(Collected data entries)
=== Begin Enclosure ===

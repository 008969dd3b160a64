//! Composition of ground distance and image offset into absolute world coordinates.
//!
//! Heading `θ` rotates three vectors:
//! - frame edge: `(sin θ, cos θ) * half_width`
//! - on-image lateral offset: `(sin θ, cos θ) * x_on_image`
//! - forward distance: `(cos θ, -sin θ) * distance`
//!
//! The lateral vectors use sine for x and cosine for y, a 90° phase shift
//! with respect to the forward vector that matches the sensor's axes.

use nalgebra::{Point2, Vector2};
use serde::{Deserialize, Serialize};

use crate::error::ensure_finite;
use crate::{FrameDimensions, GroundPlaneError};

/// Conversion from accumulated centimeter vectors to output units.
pub const DEFAULT_OUTPUT_SCALE: f64 = 0.1;

/// Absolute position and heading of the sensor.
#[derive(Clone, Copy, Debug, PartialEq, Serialize, Deserialize)]
pub struct DevicePose {
    pub origin: Point2<f64>,
    pub heading_rad: f64,
}

impl Default for DevicePose {
    fn default() -> Self {
        Self {
            origin: Point2::origin(),
            heading_rad: 0.0,
        }
    }
}

impl DevicePose {
    pub fn new(origin: Point2<f64>, heading_rad: f64) -> Self {
        Self {
            origin,
            heading_rad,
        }
    }
}

/// Where `x_on_image_px` is measured from.
#[derive(Clone, Copy, Debug, Default, Eq, PartialEq, Serialize, Deserialize)]
#[serde(rename_all = "snake_case")]
pub enum LateralReference {
    /// Offset from the frame edge; the half-width edge vector is added.
    #[default]
    FrameEdge,
    /// Signed offset from the optical axis; no edge vector.
    FrameCenter,
}

#[derive(Clone, Copy, Debug, PartialEq, Serialize, Deserialize)]
pub struct WorldMapper {
    pub frame: FrameDimensions,
    pub output_scale: f64,
    pub lateral_reference: LateralReference,
}

impl Default for WorldMapper {
    fn default() -> Self {
        Self {
            frame: FrameDimensions::default(),
            output_scale: DEFAULT_OUTPUT_SCALE,
            lateral_reference: LateralReference::default(),
        }
    }
}

impl WorldMapper {
    pub fn new(frame: FrameDimensions) -> Self {
        Self {
            frame,
            ..Self::default()
        }
    }

    pub fn with_lateral_reference(mut self, lateral_reference: LateralReference) -> Self {
        self.lateral_reference = lateral_reference;
        self
    }

    #[inline]
    pub fn left_frame_edge_vector(&self, heading_rad: f64) -> Vector2<f64> {
        lateral(heading_rad) * self.frame.half_width()
    }

    #[inline]
    pub fn on_image_vector(&self, x_on_image_px: f64, heading_rad: f64) -> Vector2<f64> {
        lateral(heading_rad) * x_on_image_px
    }

    #[inline]
    pub fn to_position_vector(&self, distance_cm: f64, heading_rad: f64) -> Vector2<f64> {
        Vector2::new(heading_rad.cos(), -heading_rad.sin()) * distance_cm
    }

    pub fn map(
        &self,
        ground_distance_cm: f64,
        x_on_image_px: f64,
        pose: &DevicePose,
    ) -> Result<Point2<f64>, GroundPlaneError> {
        ensure_finite(ground_distance_cm, "ground distance")?;
        ensure_finite(x_on_image_px, "image x offset")?;
        ensure_finite(pose.heading_rad, "view heading")?;
        ensure_finite(pose.origin.x, "device origin x")?;
        ensure_finite(pose.origin.y, "device origin y")?;
        ensure_finite(self.output_scale, "output scale")?;

        let heading = pose.heading_rad;
        let mut offset = self.on_image_vector(x_on_image_px, heading)
            + self.to_position_vector(ground_distance_cm, heading);
        if self.lateral_reference == LateralReference::FrameEdge {
            offset += self.left_frame_edge_vector(heading);
        }

        Ok((pose.origin + offset) * self.output_scale)
    }
}

#[inline]
fn lateral(heading_rad: f64) -> Vector2<f64> {
    Vector2::new(heading_rad.sin(), heading_rad.cos())
}

#[cfg(test)]
mod tests {
    use super::*;
    use approx::assert_relative_eq;
    use std::f64::consts::FRAC_PI_2;

    #[test]
    fn zero_heading_centered_point_is_purely_forward() {
        let mapper = WorldMapper::default().with_lateral_reference(LateralReference::FrameCenter);
        let p = mapper.map(100.0, 0.0, &DevicePose::default()).unwrap();
        assert_relative_eq!(p.x, 10.0, epsilon = 1e-12);
        assert_relative_eq!(p.y, 0.0, epsilon = 1e-12);
    }

    #[test]
    fn frame_edge_reference_adds_half_width() {
        let mapper = WorldMapper::default();
        let p = mapper.map(100.0, 0.0, &DevicePose::default()).unwrap();
        assert_relative_eq!(p.x, 10.0, epsilon = 1e-12);
        assert_relative_eq!(p.y, 32.0, epsilon = 1e-12);

        let q = mapper.map(100.0, 80.0, &DevicePose::default()).unwrap();
        assert_relative_eq!(q.y, 40.0, epsilon = 1e-12);
    }

    #[test]
    fn quarter_turn_swaps_axes() {
        let mapper = WorldMapper::default().with_lateral_reference(LateralReference::FrameCenter);
        let pose = DevicePose::new(Point2::new(50.0, -20.0), FRAC_PI_2);
        let p = mapper.map(100.0, 30.0, &pose).unwrap();
        // forward -> (0, -100), lateral -> (30, 0)
        assert_relative_eq!(p.x, (50.0 + 30.0) * 0.1, epsilon = 1e-9);
        assert_relative_eq!(p.y, (-20.0 - 100.0) * 0.1, epsilon = 1e-9);
    }

    #[test]
    fn origin_is_scaled_with_the_offsets() {
        let mapper = WorldMapper::default().with_lateral_reference(LateralReference::FrameCenter);
        let pose = DevicePose::new(Point2::new(1000.0, 2000.0), 0.0);
        let p = mapper.map(0.0, 0.0, &pose).unwrap();
        assert_relative_eq!(p.x, 100.0, epsilon = 1e-12);
        assert_relative_eq!(p.y, 200.0, epsilon = 1e-12);
    }

    #[test]
    fn non_finite_inputs_are_rejected() {
        let mapper = WorldMapper::default();
        assert_eq!(
            mapper.map(f64::INFINITY, 0.0, &DevicePose::default()),
            Err(GroundPlaneError::NonFiniteInput("ground distance"))
        );
        assert_eq!(
            mapper.map(10.0, 0.0, &DevicePose::new(Point2::origin(), f64::NAN)),
            Err(GroundPlaneError::NonFiniteInput("view heading"))
        );
    }
}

=== End Enclosure ===

What is needed
Search the records for the string "from" and report each line that has it.

Solution below
/// Conversion from accumulated centimeter vectors to output units.
/// Where `x_on_image_px` is measured from.
    /// Offset from the frame edge; the half-width edge vector is added.
    /// Signed offset from the optical axis; no edge vector.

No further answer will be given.